La respuesta es sencilla y se repite una y otra vez. Las cifras extremas atraen mucho más que los intervalos de incertidumbre. El público confunde el pulpo con el calamar. Y la palabra ‘kraken’ arrastra siglos de imaginario impactante, de monstruo marino que devora barcos.

¿Y los titulares? Los verbos modales que expresan cautela científica desaparecen. ‘Podría haber alcanzado’ o ‘se estima que’ se transforma en un contundente ‘fue’ o ‘dominó’. La ciencia se evapora y queda solo el monstruo. Un error que repetimos.

Es un mecanismo de atención que conocemos bien. La cautela no vende. El matiz no cabe en pocas palabras. Así, una hipótesis se convierte en una verdad irrefutable a los ojos del lector medio.

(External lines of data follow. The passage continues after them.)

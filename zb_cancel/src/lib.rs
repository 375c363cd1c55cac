use std::sync::{Arc, OnceLock};

use thiserror::Error;
use tokio_util::sync::CancellationToken;

/// Why an invocation stopped dispatching work.
#[derive(Debug, Clone, Error)]
pub enum CancelReason {
    #[error("a sibling task failed with exit code {0}")]
    TaskFailed(i32),
    #[error("interrupted by user")]
    Interrupted,
}

impl CancelReason {
    /// The process exit code this reason maps to.
    pub fn exit_code(&self) -> i32 {
        match self {
            CancelReason::TaskFailed(code) => *code,
            CancelReason::Interrupted => 1,
        }
    }
}

/// Token plus the first recorded reason. Later reasons are ignored.
#[derive(Debug)]
struct SharedState {
    token: CancellationToken,
    reason: OnceLock<CancelReason>,
}

impl SharedState {
    fn new() -> Self {
        Self {
            token: CancellationToken::new(),
            reason: OnceLock::new(),
        }
    }

    fn cancel(&self, reason: CancelReason) {
        let _ = self.reason.set(reason);
        self.token.cancel();
    }
}

/// The write end. Held by whoever may stop the invocation (the scheduler
/// on first failure, a signal handler).
#[derive(Clone, Debug)]
pub struct CancelSource {
    state: Arc<SharedState>,
}

impl CancelSource {
    pub fn new() -> Self {
        Self {
            state: Arc::new(SharedState::new()),
        }
    }

    pub fn cancel(&self, reason: CancelReason) {
        self.state.cancel(reason);
    }

    pub fn token(&self) -> CancelToken {
        CancelToken {
            state: self.state.clone(),
        }
    }
}

impl Default for CancelSource {
    fn default() -> Self {
        Self::new()
    }
}

/// The read end. Tasks only ever observe, they cannot cancel siblings
/// through it.
#[derive(Clone, Debug)]
pub struct CancelToken {
    state: Arc<SharedState>,
}

impl CancelToken {
    pub fn is_cancelled(&self) -> bool {
        self.state.token.is_cancelled()
    }

    pub async fn cancelled(&self) {
        self.state.token.cancelled().await;
    }

    pub fn reason(&self) -> Option<CancelReason> {
        self.state.reason.get().cloned()
    }
}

¿Qué nos queda por saber? ¿Qué presas podía romper o atravesar exactamente esos picos? ¿Tenían aquellos octópodos brazos tan largos como los pulpos modernos, o el escalamiento sobreestima su tamaño? Estas preguntas siguen en el aire.

Pero no menospreciemos el descubrimiento. Que un pico fósil nos abra la puerta a un cefalópodo del Cretácico ya es un hecho extraordinario y apasionante. La posibilidad de que existieran octópodos de gran tamaño es genuinamente fascinante.

La verdadera historia no es el monstruo de 18 metros. Es la increíble maquinaria de inferencia que permite a la ciencia reconstruir mundos desaparecidos a partir de fragmentos diminutos. Un aprendizaje imprescindible para nuestra curiosidad.

Seguro que ahora verás los titulares con otros ojos, ¿verdad?